» **What the task requires**:
All of the records must be repeated exactly.

» **Input material**:
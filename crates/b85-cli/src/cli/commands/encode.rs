use crate::cli::args::EncodeArgs;
use crate::exit_codes::{DATA_ERROR, SUCCESS};
use crate::fs::{read_input, write_output};
use tracing::debug;

pub fn run(args: EncodeArgs) -> anyhow::Result<i32> {
    let payload = read_input(args.input.as_deref())?;
    debug!(bytes = payload.len(), "read encode input");

    let text = match b85_core::encode(&payload) {
        Ok(text) => text,
        Err(e) => {
            eprintln!("error: {e}");
            return Ok(DATA_ERROR);
        }
    };

    let mut rendered = if args.wrap > 0 {
        wrap(&text, args.wrap)
    } else {
        text
    };
    rendered.push('\n');
    write_output(args.output.as_deref(), rendered.as_bytes())?;

    Ok(SUCCESS)
}

/// Inserts a newline every `columns` symbols. The last line is not terminated;
/// the caller appends the final newline.
fn wrap(text: &str, columns: usize) -> String {
    let mut wrapped = String::with_capacity(text.len() + text.len() / columns);
    for (i, symbol) in text.chars().enumerate() {
        if i > 0 && i % columns == 0 {
            wrapped.push('\n');
        }
        wrapped.push(symbol);
    }
    wrapped
}

#[cfg(test)]
mod tests {
    use super::wrap;

    #[test]
    fn test_wrap_columns() {
        assert_eq!(wrap("0000000000", 5), "00000\n00000");
        assert_eq!(wrap("000000000000", 5), "00000\n00000\n00");
        assert_eq!(wrap("00000", 5), "00000");
        assert_eq!(wrap("", 5), "");
    }
}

» **Result**:
filename crates/b85-cli/src/cli/commands/encode.rs
use crate::cli::args::EncodeArgs;
use crate::exit_codes::{DATA_ERROR, SUCCESS};
use crate::fs::{read_input, write_output};
use tracing::debug;

pub fn run(args: EncodeArgs) -> anyhow::Result<i32> {
    let payload = read_input(args.input.as_deref())?;
    debug!(bytes = payload.len(), "read encode input");

    let text = match b85_core::encode(&payload) {
        Ok(text) => text,
        Err(e) => {
            eprintln!("error: {e}");
            return Ok(DATA_ERROR);
        }
    };

    let mut rendered = if args.wrap > 0 {
        wrap(&text, args.wrap)
    } else {
        text
    };
    rendered.push('\n');
    write_output(args.output.as_deref(), rendered.as_bytes())?;

    Ok(SUCCESS)
}

/// Inserts a newline every `columns` symbols. The last line is not terminated;
/// the caller appends the final newline.
fn wrap(text: &str, columns: usize) -> String {
    let mut wrapped = String::with_capacity(text.len() + text.len() / columns);
    for (i, symbol) in text.chars().enumerate() {
        if i > 0 && i % columns == 0 {
            wrapped.push('\n');
        }
        wrapped.push(symbol);
    }
    wrapped
}

#[cfg(test)]
mod tests {
    use super::wrap;

    #[test]
    fn test_wrap_columns() {
        assert_eq!(wrap("0000000000", 5), "00000\n00000");
        assert_eq!(wrap("000000000000", 5), "00000\n00000\n00");
        assert_eq!(wrap("00000", 5), "00000");
        assert_eq!(wrap("", 5), "");
    }
}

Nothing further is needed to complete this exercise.